(Data listing Opens)
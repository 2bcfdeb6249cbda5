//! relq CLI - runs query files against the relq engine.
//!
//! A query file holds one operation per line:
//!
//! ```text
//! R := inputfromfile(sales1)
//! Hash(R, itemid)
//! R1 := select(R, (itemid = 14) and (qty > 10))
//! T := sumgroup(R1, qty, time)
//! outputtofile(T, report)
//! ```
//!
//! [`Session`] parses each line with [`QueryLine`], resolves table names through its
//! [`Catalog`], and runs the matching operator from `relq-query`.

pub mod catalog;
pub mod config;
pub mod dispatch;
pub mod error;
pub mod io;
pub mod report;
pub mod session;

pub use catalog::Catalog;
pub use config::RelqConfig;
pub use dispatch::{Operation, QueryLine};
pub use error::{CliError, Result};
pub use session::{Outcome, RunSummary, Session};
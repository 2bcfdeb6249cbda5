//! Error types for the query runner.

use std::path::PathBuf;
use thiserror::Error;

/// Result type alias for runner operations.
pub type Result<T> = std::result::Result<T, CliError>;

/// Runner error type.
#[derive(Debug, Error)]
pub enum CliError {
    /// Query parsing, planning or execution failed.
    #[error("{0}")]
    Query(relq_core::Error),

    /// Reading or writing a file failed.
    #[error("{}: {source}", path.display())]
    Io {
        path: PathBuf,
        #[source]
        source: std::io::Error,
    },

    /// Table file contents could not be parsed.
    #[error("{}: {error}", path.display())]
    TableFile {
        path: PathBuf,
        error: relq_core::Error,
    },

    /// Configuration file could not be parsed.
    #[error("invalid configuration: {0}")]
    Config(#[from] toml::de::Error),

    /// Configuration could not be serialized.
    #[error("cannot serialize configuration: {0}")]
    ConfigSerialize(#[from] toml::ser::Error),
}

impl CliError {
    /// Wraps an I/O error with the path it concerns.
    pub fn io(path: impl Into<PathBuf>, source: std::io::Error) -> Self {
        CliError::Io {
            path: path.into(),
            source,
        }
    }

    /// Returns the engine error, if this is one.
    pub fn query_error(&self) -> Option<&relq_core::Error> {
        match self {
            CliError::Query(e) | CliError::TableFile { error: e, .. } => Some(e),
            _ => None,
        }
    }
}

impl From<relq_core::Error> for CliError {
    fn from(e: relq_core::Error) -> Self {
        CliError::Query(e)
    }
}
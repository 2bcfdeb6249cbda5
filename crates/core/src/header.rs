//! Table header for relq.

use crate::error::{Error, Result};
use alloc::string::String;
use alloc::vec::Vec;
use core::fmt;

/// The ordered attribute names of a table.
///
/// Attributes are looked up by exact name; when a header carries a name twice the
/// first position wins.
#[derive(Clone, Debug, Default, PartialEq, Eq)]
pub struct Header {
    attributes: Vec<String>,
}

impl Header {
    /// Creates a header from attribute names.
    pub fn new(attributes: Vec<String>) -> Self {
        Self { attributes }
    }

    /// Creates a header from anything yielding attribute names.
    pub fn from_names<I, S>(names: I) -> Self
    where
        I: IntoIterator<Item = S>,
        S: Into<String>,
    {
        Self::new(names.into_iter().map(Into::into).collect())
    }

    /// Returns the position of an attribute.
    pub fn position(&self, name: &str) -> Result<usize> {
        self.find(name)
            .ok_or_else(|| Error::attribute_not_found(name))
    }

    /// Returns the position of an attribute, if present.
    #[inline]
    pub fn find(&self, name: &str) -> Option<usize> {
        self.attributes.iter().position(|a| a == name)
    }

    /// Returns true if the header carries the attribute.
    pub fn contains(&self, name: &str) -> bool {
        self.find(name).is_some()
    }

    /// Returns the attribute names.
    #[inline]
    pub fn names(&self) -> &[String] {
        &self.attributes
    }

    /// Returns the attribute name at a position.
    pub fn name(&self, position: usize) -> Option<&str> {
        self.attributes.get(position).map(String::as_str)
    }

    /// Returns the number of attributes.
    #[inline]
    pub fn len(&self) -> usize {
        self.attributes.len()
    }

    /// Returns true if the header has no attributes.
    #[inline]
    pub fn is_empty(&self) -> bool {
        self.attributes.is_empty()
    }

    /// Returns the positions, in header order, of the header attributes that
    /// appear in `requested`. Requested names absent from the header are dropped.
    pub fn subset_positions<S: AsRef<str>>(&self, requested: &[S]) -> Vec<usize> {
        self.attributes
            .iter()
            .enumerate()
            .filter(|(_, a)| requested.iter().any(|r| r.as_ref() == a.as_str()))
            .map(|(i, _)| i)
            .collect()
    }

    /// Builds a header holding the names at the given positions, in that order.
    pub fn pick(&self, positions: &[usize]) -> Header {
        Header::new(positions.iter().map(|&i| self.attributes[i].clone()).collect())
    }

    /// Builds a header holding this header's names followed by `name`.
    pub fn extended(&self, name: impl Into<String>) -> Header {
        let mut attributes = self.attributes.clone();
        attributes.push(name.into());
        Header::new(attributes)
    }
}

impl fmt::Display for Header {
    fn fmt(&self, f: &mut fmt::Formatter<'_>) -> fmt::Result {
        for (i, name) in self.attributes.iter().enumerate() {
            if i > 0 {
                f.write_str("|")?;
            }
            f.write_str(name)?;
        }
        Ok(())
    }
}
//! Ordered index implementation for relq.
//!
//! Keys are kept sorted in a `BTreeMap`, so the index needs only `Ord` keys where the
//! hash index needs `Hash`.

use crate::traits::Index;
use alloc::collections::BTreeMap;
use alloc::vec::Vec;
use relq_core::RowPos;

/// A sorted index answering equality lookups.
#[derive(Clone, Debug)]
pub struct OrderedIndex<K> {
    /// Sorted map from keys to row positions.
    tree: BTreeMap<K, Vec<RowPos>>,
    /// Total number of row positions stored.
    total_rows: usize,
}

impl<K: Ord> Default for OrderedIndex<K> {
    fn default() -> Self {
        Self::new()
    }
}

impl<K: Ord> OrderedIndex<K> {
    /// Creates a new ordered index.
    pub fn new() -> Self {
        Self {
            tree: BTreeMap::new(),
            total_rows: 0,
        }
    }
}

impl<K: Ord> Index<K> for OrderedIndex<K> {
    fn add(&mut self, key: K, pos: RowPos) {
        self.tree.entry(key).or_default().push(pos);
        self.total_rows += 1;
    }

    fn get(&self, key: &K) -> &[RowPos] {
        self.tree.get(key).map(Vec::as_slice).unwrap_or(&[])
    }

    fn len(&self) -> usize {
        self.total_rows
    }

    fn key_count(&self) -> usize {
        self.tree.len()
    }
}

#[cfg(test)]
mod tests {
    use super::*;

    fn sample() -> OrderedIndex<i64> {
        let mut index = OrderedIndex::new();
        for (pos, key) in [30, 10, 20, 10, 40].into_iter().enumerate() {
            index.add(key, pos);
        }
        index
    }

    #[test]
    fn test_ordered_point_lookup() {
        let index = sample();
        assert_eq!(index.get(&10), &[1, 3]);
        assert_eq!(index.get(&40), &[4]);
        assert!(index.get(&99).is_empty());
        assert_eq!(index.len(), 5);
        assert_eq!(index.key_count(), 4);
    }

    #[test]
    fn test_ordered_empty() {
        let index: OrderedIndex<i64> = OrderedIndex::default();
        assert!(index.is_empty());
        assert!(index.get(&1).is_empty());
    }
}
(Data listing Closes)
__Task objective__.
In how many lines of the data above does the word "enumerate" occur? Only the number is wanted.

__Answer for this exercise__.
3